Neurotic Kitchenista

Serves 4

  • 2 Ripe Fuyu Persimmons, peeled
  • 5 ounces Pre-Packaged Frisee and Arugula Mix
  • 1/4 pound Imported Prosciutto, very thinly sliced
  • 1/4 pound Aged Manchego, shaved into curls with a vegetable peeler
  • 1/4 cup Walnuts
  • Juice of 1/2 a Lemon
  • 2 tablespoons Olive Oil + extra for brushing
  • Sea Salt to taste
  • Black Pepper to taste
  • 1/2 cup Pear Balsamic Vinegar
  1. Toast walnuts briefly in the toaster oven
  2. Set a small pot over low to medium heat and pour in Pear Balsamic Vinegar.
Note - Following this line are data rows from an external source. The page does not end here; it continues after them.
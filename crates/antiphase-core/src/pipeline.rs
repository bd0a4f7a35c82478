//! The processing chain from microphone to output.
//!
//! ```text
//! source ─┬─> bandpass ─> lowpass ─> delay ─> inverter ─> output_gain ─┬─> sink
//!         └─> input tap                                    output tap <─┘
//! ```
//!
//! [`build_pipeline`] returns two objects:
//!
//! - [`Pipeline`], owned by the session on the control thread. Holds the
//!   [`Stage`] handles and the [`Tap`]s; parameter changes and teardown go
//!   through it. Never touched by the audio thread.
//! - [`PipelineProcessor`], moved into the output callback. Owns the source and
//!   the per-stage DSP and renders blocks. It sees control changes only through
//!   the atomic cells and link flags the stages share with it.
//!
//! A stage whose output link is removed stops passing signal: everything
//! downstream of it renders silence from the next block on.

use crate::controller::ControlSettings;
use crate::meter::{self, MeterError};
use crate::processor::{Processor, processor_for};
use crate::stage::{DEFAULT_MAX_DELAY_SECONDS, Stage, StageKind, StageLimits};
use parking_lot::Mutex;
use serde::{Deserialize, Serialize};
use std::fmt;
use std::sync::Arc;
use std::sync::atomic::{AtomicBool, Ordering};
use thiserror::Error;

/// Samples held by each tap: the analyser window of 2048-point FFT, halved.
pub const DEFAULT_METER_WINDOW: usize = 1024;

/// Largest block rendered in one pass; longer buffers are split.
pub const DEFAULT_MAX_BLOCK_SIZE: usize = 4096;

/// Upper bound on [`PipelineConfig::meter_window`].
pub const MAX_METER_WINDOW: usize = 65536;

/// Upper bound on [`PipelineConfig::max_block_size`].
pub const MAX_BLOCK_SIZE_LIMIT: usize = 65536;

/// Highest sample rate a source may report.
pub const MAX_SAMPLE_RATE: f32 = 768_000.0;

/// Errors from building a pipeline.
#[derive(Debug, Clone, PartialEq, Error)]
pub enum PipelineError {
    /// The source cannot supply samples.
    #[error("device unavailable: {0}")]
    DeviceUnavailable(String),
}

/// Mono sample provider at the head of the chain.
pub trait SampleSource: Send {
    /// Sample rate of the samples returned by [`read`](Self::read).
    fn sample_rate(&self) -> f32;

    /// Whether the source is currently able to deliver samples.
    fn is_live(&self) -> bool;

    /// Fill `out` with up to `out.len()` samples; returns how many were written.
    ///
    /// Must not block. The pipeline treats unwritten samples as silence.
    fn read(&mut self, out: &mut [f32]) -> usize;
}

/// Build-time settings that do not change while running.
#[derive(Debug, Clone, Copy, PartialEq, Serialize, Deserialize)]
#[serde(default)]
pub struct PipelineConfig {
    /// Longest delay the delay stage accepts, in seconds. Clamped to
    /// [`MAX_DELAY_CEILING_SECONDS`](crate::stage::MAX_DELAY_CEILING_SECONDS).
    pub max_delay_seconds: f32,
    /// Samples per tap window, at most [`MAX_METER_WINDOW`].
    pub meter_window: usize,
    /// Largest block rendered without splitting, at most [`MAX_BLOCK_SIZE_LIMIT`].
    pub max_block_size: usize,
}

impl Default for PipelineConfig {
    fn default() -> Self {
        Self {
            max_delay_seconds: DEFAULT_MAX_DELAY_SECONDS,
            meter_window: DEFAULT_METER_WINDOW,
            max_block_size: DEFAULT_MAX_BLOCK_SIZE,
        }
    }
}

/// Where a tap listens.
#[derive(Debug, Clone, Copy, PartialEq, Eq, Serialize)]
pub enum TapPoint {
    /// Raw source signal, before the first stage.
    PreChain,
    /// Signal delivered to the sink.
    PostChain,
}

impl fmt::Display for TapPoint {
    fn fmt(&self, f: &mut fmt::Formatter<'_>) -> fmt::Result {
        f.write_str(match self {
            TapPoint::PreChain => "input",
            TapPoint::PostChain => "output",
        })
    }
}

struct TapWindow {
    samples: Vec<f32>,
    /// Next write index; also the oldest sample.
    pos: usize,
}

struct TapShared {
    point: TapPoint,
    window: Mutex<TapWindow>,
    connected: AtomicBool,
}

/// Read-only monitoring point holding the most recent window of samples.
///
/// The audio thread writes with `try_lock` and skips the block if a reader
/// holds the window, so metering can never stall audio. Starts filled with
/// silence.
#[derive(Clone)]
pub struct Tap {
    shared: Arc<TapShared>,
}

impl Tap {
    /// Create a disconnected tap with a window of `window_len` samples (at least 1).
    pub fn new(point: TapPoint, window_len: usize) -> Self {
        Self {
            shared: Arc::new(TapShared {
                point,
                window: Mutex::new(TapWindow {
                    samples: vec![0.0; window_len.max(1)],
                    pos: 0,
                }),
                connected: AtomicBool::new(false),
            }),
        }
    }

    /// Where this tap listens.
    pub fn point(&self) -> TapPoint {
        self.shared.point
    }

    /// Window length in samples.
    pub fn window_len(&self) -> usize {
        self.shared.window.lock().samples.len()
    }

    /// Start receiving samples.
    pub fn connect(&self) {
        self.shared.connected.store(true, Ordering::Release);
    }

    /// Stop receiving samples. Returns `false` if already disconnected.
    pub fn disconnect(&self) -> bool {
        self.shared.connected.swap(false, Ordering::AcqRel)
    }

    /// Whether the tap is receiving samples.
    pub fn is_connected(&self) -> bool {
        self.shared.connected.load(Ordering::Acquire)
    }

    /// Copy of the window, oldest sample first.
    pub fn snapshot(&self) -> Vec<f32> {
        let mut out = Vec::new();
        self.snapshot_into(&mut out);
        out
    }

    /// Copy the window into `out`, oldest sample first, reusing its allocation.
    pub fn snapshot_into(&self, out: &mut Vec<f32>) {
        let window = self.shared.window.lock();
        out.clear();
        out.extend_from_slice(&window.samples[window.pos..]);
        out.extend_from_slice(&window.samples[..window.pos]);
    }

    /// Meter level of the current window.
    pub fn level(&self) -> Result<f32, MeterError> {
        let window = self.shared.window.lock();
        meter::level(&window.samples)
    }

    /// Append a block. Audio thread only; never blocks.
    pub(crate) fn write(&self, block: &[f32]) {
        if !self.is_connected() {
            return;
        }
        let Some(mut window) = self.shared.window.try_lock() else {
            return;
        };
        let TapWindow { samples, pos } = &mut *window;
        let len = samples.len();
        // Only the newest `len` samples can survive.
        let block = &block[block.len().saturating_sub(len)..];
        for &s in block {
            samples[*pos] = s;
            *pos = (*pos + 1) % len;
        }
    }
}

impl fmt::Debug for Tap {
    fn fmt(&self, f: &mut fmt::Formatter<'_>) -> fmt::Result {
        f.debug_struct("Tap")
            .field("point", &self.point())
            .field("connected", &self.is_connected())
            .finish_non_exhaustive()
    }
}

/// Control-side view of a built chain.
#[derive(Debug)]
pub struct Pipeline {
    stages: Vec<Stage>,
    input_tap: Tap,
    output_tap: Tap,
    sample_rate: f32,
}

impl Pipeline {
    /// Stages in chain order.
    pub fn stages(&self) -> &[Stage] {
        &self.stages
    }

    /// The stage of a given kind. Every pipeline has exactly one of each.
    pub fn stage(&self, kind: StageKind) -> &Stage {
        &self.stages[kind.position()]
    }

    /// Pre-chain tap.
    pub fn input_tap(&self) -> &Tap {
        &self.input_tap
    }

    /// Post-chain tap.
    pub fn output_tap(&self) -> &Tap {
        &self.output_tap
    }

    /// Sample rate the chain runs at.
    pub fn sample_rate(&self) -> f32 {
        self.sample_rate
    }

    /// Whether every stage feeds its successor and the last feeds the sink.
    pub fn is_wired(&self) -> bool {
        self.stages
            .iter()
            .all(|s| s.endpoint() == Some(s.kind().downstream()))
    }

    /// Whether any stage or tap is still connected.
    pub fn any_connected(&self) -> bool {
        self.stages.iter().any(Stage::is_connected)
            || self.input_tap.is_connected()
            || self.output_tap.is_connected()
    }

    /// Disconnect every stage and both taps. Returns how many links were removed.
    ///
    /// Each element is handled independently; nothing here can stop the rest
    /// of the chain from being disconnected.
    pub fn teardown(&self) -> usize {
        let stages = self.stages.iter().filter(|s| s.disconnect()).count();
        let taps = usize::from(self.input_tap.disconnect()) + usize::from(self.output_tap.disconnect());
        #[cfg(feature = "tracing")]
        tracing::debug!(stages, taps, "pipeline torn down");
        stages + taps
    }
}

/// Audio-side half of a chain.
pub struct PipelineProcessor {
    source: Box<dyn SampleSource>,
    processors: Vec<Box<dyn Processor>>,
    input_tap: Tap,
    output_tap: Tap,
    scratch: Vec<f32>,
}

impl PipelineProcessor {
    /// Render `out.len()` mono samples into `out` (the sink).
    pub fn render(&mut self, out: &mut [f32]) {
        let chunk_len = self.scratch.len();
        for chunk in out.chunks_mut(chunk_len) {
            self.render_chunk(chunk);
        }
    }

    fn render_chunk(&mut self, out: &mut [f32]) {
        let buf = &mut self.scratch[..out.len()];

        let filled = self.source.read(buf).min(buf.len());
        buf[filled..].fill(0.0);
        for s in buf.iter_mut() {
            if !s.is_finite() {
                *s = 0.0;
            }
        }
        self.input_tap.write(buf);

        let mut flowing = true;
        for processor in &mut self.processors {
            processor.sync_params();
            processor.process_block_inplace(buf);
            if !flowing || !processor.stage().is_connected() {
                // Keep the DSP state moving on silence past a broken link.
                flowing = false;
                buf.fill(0.0);
            }
        }

        self.output_tap.write(buf);
        out.copy_from_slice(buf);
    }

    /// Reset all stage DSP state.
    pub fn reset(&mut self) {
        for processor in &mut self.processors {
            processor.reset();
        }
    }
}

impl fmt::Debug for PipelineProcessor {
    fn fmt(&self, f: &mut fmt::Formatter<'_>) -> fmt::Result {
        f.debug_struct("PipelineProcessor")
            .field("stages", &self.processors.len())
            .field("max_block", &self.scratch.len())
            .finish_non_exhaustive()
    }
}

/// Both halves of a freshly built chain.
#[derive(Debug)]
pub struct BuiltPipeline {
    /// Control side, kept by the session.
    pub pipeline: Pipeline,
    /// Audio side, moved to the audio thread.
    pub processor: PipelineProcessor,
}

/// Build and wire a chain fed by `source`.
///
/// One stage per kind is created with `settings` applied, linked in
/// [`StageKind::CHAIN_ORDER`], the last stage linked to the sink, and both taps
/// attached. Every call produces independent stages and taps.
pub fn build_pipeline(
    source: Box<dyn SampleSource>,
    settings: &ControlSettings,
    config: &PipelineConfig,
) -> Result<BuiltPipeline, PipelineError> {
    let sample_rate = source.sample_rate();
    if !source.is_live() {
        return Err(PipelineError::DeviceUnavailable(
            "source is not delivering samples".to_string(),
        ));
    }
    if !sample_rate.is_finite() || sample_rate <= 0.0 || sample_rate > MAX_SAMPLE_RATE {
        return Err(PipelineError::DeviceUnavailable(format!(
            "source reports invalid sample rate {sample_rate}"
        )));
    }

    let limits = StageLimits {
        sample_rate,
        max_delay_seconds: config.max_delay_seconds,
    };
    let meter_window = config.meter_window.clamp(1, MAX_METER_WINDOW);
    let block_size = config.max_block_size.clamp(1, MAX_BLOCK_SIZE_LIMIT);
    let stages: Vec<Stage> = StageKind::CHAIN_ORDER
        .iter()
        .map(|&kind| Stage::new(kind, &limits))
        .collect();

    let pipeline = Pipeline {
        stages,
        input_tap: Tap::new(TapPoint::PreChain, meter_window),
        output_tap: Tap::new(TapPoint::PostChain, meter_window),
        sample_rate,
    };
    settings.apply_to(&pipeline);

    for stage in &pipeline.stages {
        // downstream() is always the one endpoint connect() accepts.
        let _ = stage.connect(stage.kind().downstream());
    }
    pipeline.input_tap.connect();
    pipeline.output_tap.connect();

    let processors = pipeline
        .stages
        .iter()
        .map(|stage| processor_for(stage, sample_rate))
        .collect();

    let processor = PipelineProcessor {
        source,
        processors,
        input_tap: pipeline.input_tap.clone(),
        output_tap: pipeline.output_tap.clone(),
        scratch: vec![0.0; block_size],
    };

    #[cfg(feature = "tracing")]
    tracing::info!(sample_rate, "pipeline built");

    Ok(BuiltPipeline {
        pipeline,
        processor,
    })
}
Keep an eye on it and bring Vinegar to a gentle boil in a small saucepan. Cook, stirring often, until the liquid is reduced and syrupy. Turn off heat.
  3. Meanwhile, thinly slice the persimmons. You can use a mandoline for this but a sharp knife works well too, especially if the Persimmons are super ripe.
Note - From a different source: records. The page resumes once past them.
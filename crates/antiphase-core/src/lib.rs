//! Antiphase Core - the processing chain behind the antiphase canceller
//!
//! The canceller captures a microphone, shapes the signal through a fixed chain
//! and plays back a polarity-inverted copy so the sound in the room is reduced.
//! This crate holds everything that does not touch an audio device.
//!
//! # Core Abstractions
//!
//! ## Chain
//!
//! - [`build_pipeline`] - Wire a [`SampleSource`] through the five stages
//! - [`Pipeline`] - Control-side handles: stages, taps, teardown
//! - [`PipelineProcessor`] - Audio-side renderer, moved into the output callback
//! - [`Tap`] - Pre- and post-chain sample windows for metering
//!
//! ## Stages
//!
//! - [`Stage`] - Shared handle to one element of the chain
//! - [`StageKind`] - Band-pass, low-pass, delay, inverter, output gain
//! - [`Processor`] - Per-stage DSP run on the audio thread
//!
//! ## Controls
//!
//! - [`Control`] - The five user-facing controls
//! - [`ControlSettings`] - Raw control values (degrees, percent, ms, Hz)
//! - [`ParameterController`] - Maps controls onto stage parameters
//!
//! ## Metering
//!
//! - [`level`], [`level_from_bytes`] - RMS onto a 0–100 display scale
//!
//! ## DSP Primitives
//!
//! - [`ParamCell`] - Lock-free parameter value shared across threads
//! - [`SmoothedParam`] - Exponential smoothing for click-free changes
//! - [`Biquad`] - Second-order IIR filter with RBJ cookbook coefficients
//! - [`InterpolatedDelay`] - Variable-length delay with linear interpolation
//!
//! # Example
//!
//! ```rust,ignore
//! use antiphase_core::{ControlSettings, PipelineConfig, build_pipeline};
//!
//! let built = build_pipeline(source, &ControlSettings::default(), &PipelineConfig::default())?;
//! let mut processor = built.processor;
//! // In the output callback:
//! processor.render(&mut out);
//! // On the control side:
//! let input_level = built.pipeline.input_tap().level()?;
//! built.pipeline.teardown();
//! ```
//!
//! # Logging
//!
//! Enable the `tracing` feature to emit `tracing` events for parameter changes
//! and pipeline lifecycle. Nothing is logged from the audio path.

pub mod biquad;
pub mod controller;
pub mod delay;
pub mod meter;
pub mod param;
pub mod pipeline;
pub mod processor;
pub mod stage;

// Re-export main types at crate root
pub use biquad::{Biquad, Coefficients, bandpass_coefficients, lowpass_coefficients};
pub use controller::{
    Control, ControlError, ControlSettings, ControlUpdate, ParameterController,
    delay_ms_to_seconds, percent_to_output_gain, phase_to_inverter_gain,
};
pub use delay::InterpolatedDelay;
pub use meter::{
    LEVEL_MAX, LEVEL_SCALE, MeterError, MeterReading, level, level_from_bytes, level_from_rms, rms,
};
pub use param::{ParamCell, SmoothedParam};
pub use pipeline::{
    BuiltPipeline, MAX_METER_WINDOW, MAX_SAMPLE_RATE, Pipeline, PipelineConfig, PipelineError,
    PipelineProcessor, SampleSource, Tap, TapPoint, build_pipeline,
};
pub use processor::{
    DelayProcessor, FilterProcessor, FilterResponse, GainProcessor, Processor, processor_for,
};
pub use stage::{
    Endpoint, MAX_DELAY_CEILING_SECONDS, Stage, StageError, StageKind, StageLimits, StageParam,
};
  4. Set 4 to 6 slices of Persimmon on each serving plate, overlapping just slightly to form a clover shape. Brush with a bit of Olive Oil and sprinkle with Salt.
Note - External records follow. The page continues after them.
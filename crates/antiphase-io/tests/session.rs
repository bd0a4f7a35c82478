//! Session lifecycle tests against a deterministic mock backend.
//!
//! The mock keeps the callbacks the session hands it, so tests can pump
//! captured audio in and pull rendered audio out without any hardware.

use antiphase_core::{Control, MeterReading, StageKind, StageParam};
use antiphase_io::{
    AudioBackend, AudioDevice, BackendStreamConfig, CaptureConstraints, Error, ErrorCallback,
    FrameClock, InputCallback, MeterTick, OutputCallback, Result, Session, SessionConfig,
    SessionError, SessionState, StreamControl, StreamDirection, StreamHandle, run_meter_loop,
};
use parking_lot::Mutex;
use std::sync::Arc;

#[derive(Default)]
struct MockState {
    input: Option<InputCallback>,
    output: Option<OutputCallback>,
    fail_source: bool,
    fail_context: bool,
    fail_close: bool,
    start_suspended: bool,
    sources_opened: usize,
    contexts_opened: usize,
    open_streams: usize,
    resumes: usize,
    constraints: Option<CaptureConstraints>,
    output_channels: u16,
}

#[derive(Clone, Default)]
struct MockBackend {
    state: Arc<Mutex<MockState>>,
}

impl MockBackend {
    fn new() -> Self {
        let backend = Self::default();
        backend.state.lock().output_channels = 2;
        backend
    }

    fn configure(&self, f: impl FnOnce(&mut MockState)) -> &Self {
        f(&mut self.state.lock());
        self
    }

    fn pump_input(&self, data: &[f32]) {
        if let Some(callback) = self.state.lock().input.as_mut() {
            callback(data);
        }
    }

    fn pull_output(&self, frames: usize) -> Vec<f32> {
        let mut state = self.state.lock();
        let channels = usize::from(state.output_channels);
        let mut buffer = vec![0.0; frames * channels];
        if let Some(callback) = state.output.as_mut() {
            callback(&mut buffer);
        }
        buffer
    }

    /// Feed a 1 kHz tone and render the same amount of output.
    fn run_tone(&self, blocks: usize) -> Vec<f32> {
        let mut last = Vec::new();
        for block in 0..blocks {
            let input: Vec<f32> = (0..256)
                .map(|i| {
                    let n = (block * 256 + i) as f32;
                    0.2 * (core::f32::consts::TAU * 1000.0 * n / 48000.0).sin()
                })
                .collect();
            self.pump_input(&input);
            last = self.pull_output(256);
        }
        last
    }

    fn open_streams(&self) -> usize {
        self.state.lock().open_streams
    }
}

struct MockStream {
    state: Arc<Mutex<MockState>>,
    direction: StreamDirection,
    suspended: bool,
}

impl StreamControl for MockStream {
    fn is_suspended(&self) -> bool {
        self.suspended
    }

    fn resume(&mut self) -> Result<()> {
        self.suspended = false;
        self.state.lock().resumes += 1;
        Ok(())
    }

    fn close(&mut self) -> Result<()> {
        let mut state = self.state.lock();
        state.open_streams -= 1;
        match self.direction {
            StreamDirection::Input => state.input = None,
            StreamDirection::Output => state.output = None,
        }
        if state.fail_close {
            Err(Error::Stream("device vanished".into()))
        } else {
            Ok(())
        }
    }
}

fn mock_device(name: &str) -> AudioDevice {
    AudioDevice {
        name: name.to_string(),
        is_input: true,
        is_output: true,
        default_sample_rate: 48000,
    }
}

impl AudioBackend for MockBackend {
    fn name(&self) -> &str {
        "mock"
    }

    fn list_devices(&self) -> Result<Vec<AudioDevice>> {
        Ok(vec![mock_device("Mock Device")])
    }

    fn default_output_device(&self) -> Result<Option<AudioDevice>> {
        Ok(Some(mock_device("Mock Device")))
    }

    fn default_input_device(&self) -> Result<Option<AudioDevice>> {
        Ok(Some(mock_device("Mock Device")))
    }

    fn acquire_source(
        &self,
        _config: &BackendStreamConfig,
        constraints: &CaptureConstraints,
        callback: InputCallback,
        _error_callback: ErrorCallback,
    ) -> Result<StreamHandle> {
        let mut state = self.state.lock();
        state.constraints = Some(*constraints);
        if state.fail_source {
            return Err(Error::Stream("permission denied".into()));
        }
        state.input = Some(callback);
        state.sources_opened += 1;
        state.open_streams += 1;
        Ok(StreamHandle::new(MockStream {
            state: Arc::clone(&self.state),
            direction: StreamDirection::Input,
            suspended: false,
        }))
    }

    fn create_context(
        &self,
        _config: &BackendStreamConfig,
        callback: OutputCallback,
        _error_callback: ErrorCallback,
    ) -> Result<StreamHandle> {
        let mut state = self.state.lock();
        if state.fail_context {
            return Err(Error::NoDevice);
        }
        state.output = Some(callback);
        state.contexts_opened += 1;
        state.open_streams += 1;
        Ok(StreamHandle::new(MockStream {
            state: Arc::clone(&self.state),
            direction: StreamDirection::Output,
            suspended: state.start_suspended,
        }))
    }

    fn preferred_channels(&self, direction: StreamDirection, config: &BackendStreamConfig) -> u16 {
        match direction {
            StreamDirection::Input => config.channels,
            StreamDirection::Output => self.state.lock().output_channels,
        }
    }
}

fn session(backend: &MockBackend) -> Session<MockBackend> {
    Session::new(backend.clone(), SessionConfig::default())
}

struct CountingClock(usize);

impl FrameClock for CountingClock {
    fn wait_frame(&mut self) {
        self.0 += 1;
    }
}

#[test]
fn start_then_stop_leaves_nothing_connected() {
    let backend = MockBackend::new();
    let mut session = session(&backend);
    assert_eq!(session.state(), SessionState::Idle);

    session.start().unwrap();
    assert_eq!(session.state(), SessionState::Running);
    let pipeline = session.pipeline().unwrap();
    assert!(pipeline.is_wired());
    let stages = pipeline.stages().to_vec();
    let taps = [pipeline.input_tap().clone(), pipeline.output_tap().clone()];
    assert_eq!(backend.open_streams(), 2);

    session.stop();
    assert_eq!(session.state(), SessionState::Idle);
    assert!(session.pipeline().is_none());
    assert!(stages.iter().all(|s| !s.is_connected()));
    assert!(taps.iter().all(|t| !t.is_connected()));
    assert_eq!(backend.open_streams(), 0);
}

#[test]
fn stop_while_idle_is_a_no_op() {
    let backend = MockBackend::new();
    let mut session = session(&backend);
    session.stop();
    session.stop();
    assert_eq!(session.state(), SessionState::Idle);
    assert_eq!(backend.open_streams(), 0);
}

#[test]
fn second_start_fails_and_leaves_first_running() {
    let backend = MockBackend::new();
    let mut session = session(&backend);
    session.start().unwrap();
    backend.run_tone(8);

    let err = session.start().unwrap_err();
    assert!(matches!(err, SessionError::InvalidState(_)));
    assert_eq!(session.state(), SessionState::Running);
    assert_eq!(backend.state.lock().sources_opened, 1);
    assert_eq!(backend.state.lock().contexts_opened, 1);
    assert!(session.pipeline().unwrap().is_wired());

    let out = backend.run_tone(4);
    assert!(out.iter().any(|s| *s != 0.0));
}

#[test]
fn audio_flows_from_microphone_to_every_output_channel() {
    let backend = MockBackend::new();
    let mut session = session(&backend);
    session.start().unwrap();

    let out = backend.run_tone(40);
    assert!(out.iter().any(|s| s.abs() > 0.05));
    for frame in out.chunks(2) {
        assert_eq!(frame[0], frame[1]);
    }

    let MeterTick::Published(reading) = session.meter_tick() else {
        panic!("running session must publish");
    };
    assert!(reading.input > 30.0, "input level {}", reading.input);
    assert!(reading.output > reading.input, "output level {}", reading.output);
}

#[test]
fn meter_publishes_nothing_after_stop() {
    let backend = MockBackend::new();
    let mut session = session(&backend);
    let published: Arc<Mutex<Vec<MeterReading>>> = Arc::default();
    let sink = Arc::clone(&published);
    session.on_meter_update(move |reading| sink.lock().push(reading));

    assert_eq!(session.meter_tick(), MeterTick::Stopped);
    assert!(published.lock().is_empty());

    session.start().unwrap();
    assert!(matches!(session.meter_tick(), MeterTick::Published(_)));
    assert_eq!(published.lock().len(), 1);

    session.stop();
    assert_eq!(session.meter_tick(), MeterTick::Stopped);
    assert_eq!(session.meter_tick(), MeterTick::Stopped);
    assert_eq!(published.lock().len(), 1);
}

#[test]
fn meter_loop_ends_once_stopped() {
    let backend = MockBackend::new();
    let mut session = session(&backend);
    session.start().unwrap();

    let mut clock = CountingClock(0);
    let mut iterations = 0;
    let published = run_meter_loop(&mut session, &mut clock, |session| {
        iterations += 1;
        if iterations == 4 {
            session.stop();
        }
        true
    });
    assert_eq!(published, 3);
    assert_eq!(clock.0, 3);
    assert_eq!(session.state(), SessionState::Idle);
}

#[test]
fn meter_loop_honours_should_continue() {
    let backend = MockBackend::new();
    let mut session = session(&backend);
    session.start().unwrap();

    let mut clock = CountingClock(0);
    let mut budget = 5;
    let published = run_meter_loop(&mut session, &mut clock, |_| {
        budget -= 1;
        budget >= 0
    });
    assert_eq!(published, 5);
    assert_eq!(session.state(), SessionState::Running);
}

#[test]
fn denied_microphone_is_source_unavailable() {
    let backend = MockBackend::new();
    backend.configure(|s| s.fail_source = true);
    let mut session = session(&backend);

    let err = session.start().unwrap_err();
    assert!(matches!(err, SessionError::SourceUnavailable(_)));
    assert_eq!(session.state(), SessionState::Idle);
    assert_eq!(backend.open_streams(), 0);

    // The user retries once access is granted.
    backend.configure(|s| s.fail_source = false);
    session.start().unwrap();
    assert_eq!(session.state(), SessionState::Running);
}

#[test]
fn failed_context_releases_the_microphone() {
    let backend = MockBackend::new();
    backend.configure(|s| s.fail_context = true);
    let mut session = session(&backend);

    let err = session.start().unwrap_err();
    assert!(matches!(err, SessionError::ContextUnavailable(_)));
    assert_eq!(session.state(), SessionState::Idle);
    assert_eq!(backend.state.lock().sources_opened, 1);
    assert_eq!(backend.open_streams(), 0);
}

#[test]
fn suspended_context_is_resumed() {
    let backend = MockBackend::new();
    backend.configure(|s| s.start_suspended = true);
    let mut session = session(&backend);
    session.start().unwrap();
    assert_eq!(backend.state.lock().resumes, 1);
}

#[test]
fn teardown_completes_when_close_fails() {
    let backend = MockBackend::new();
    let mut session = session(&backend);
    session.start().unwrap();
    let stages = session.pipeline().unwrap().stages().to_vec();

    backend.configure(|s| s.fail_close = true);
    session.stop();
    assert_eq!(session.state(), SessionState::Idle);
    assert_eq!(backend.open_streams(), 0);
    assert!(stages.iter().all(|s| !s.is_connected()));
}

#[test]
fn controls_are_cached_while_idle_and_applied_while_running() {
    let backend = MockBackend::new();
    let mut session = session(&backend);

    let update = session.set_control("gain", 80.0).unwrap();
    assert_eq!(update.applied, None);
    assert_eq!(session.controls().gain, 80.0);

    session.start().unwrap();
    let gain = session
        .pipeline()
        .unwrap()
        .stage(StageKind::OutputGain)
        .parameter(StageParam::Gain)
        .unwrap();
    assert!((gain - 2.4).abs() < 1e-6);

    let update = session.set_control("phaseShift", 90.0).unwrap();
    assert_eq!(update.applied, Some(-1.25));
    assert_eq!(
        session
            .pipeline()
            .unwrap()
            .stage(StageKind::Inverter)
            .parameter(StageParam::Gain),
        Ok(-1.25)
    );

    // Bad values clamp instead of failing.
    let update = session.set_control_value(Control::LowFreq, 1.0);
    assert_eq!(update.value, 20.0);

    assert!(matches!(
        session.set_control("volume", 1.0),
        Err(SessionError::Control(_))
    ));

    // Values survive a restart.
    session.stop();
    session.start().unwrap();
    assert_eq!(
        session
            .pipeline()
            .unwrap()
            .stage(StageKind::Inverter)
            .parameter(StageParam::Gain),
        Ok(-1.25)
    );
}

#[test]
fn raw_capture_is_requested() {
    let backend = MockBackend::new();
    let mut session = session(&backend);
    session.start().unwrap();
    assert_eq!(
        backend.state.lock().constraints,
        Some(CaptureConstraints::default())
    );
}

#[test]
fn dropping_a_running_session_closes_streams() {
    let backend = MockBackend::new();
    {
        let mut session = session(&backend);
        session.start().unwrap();
        assert_eq!(backend.open_streams(), 2);
    }
    assert_eq!(backend.open_streams(), 0);
}

#[test]
fn sessions_work_through_a_boxed_backend() {
    let backend = MockBackend::new();
    let boxed: Box<dyn AudioBackend> = Box::new(backend.clone());
    let mut session = Session::new(boxed, SessionConfig::default());
    session.start().unwrap();
    assert_eq!(session.backend().name(), "mock");
    session.stop();
    assert_eq!(backend.open_streams(), 0);
}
  5. Combine the Lettuce Mix with the Olive Oil and Lemon Juice and season with a bit of Salt and Black Pepper.
  6. To assemble, place one slice of Prosciutto (folded or flat) over the Persimmon. Sprinkle with Manchego Shavings and Walnuts. Place another slice of Prosciutto atop that, and again, sprinkle with Manchego and Walnuts. Add a bit more salt and pepper if you like. Finally, place some of the mixed Salad on top of each plate and sprinkle with Pear Balsamic Reduction. If not serving immediately, leave off the Balsamic Reduction until ready to serve.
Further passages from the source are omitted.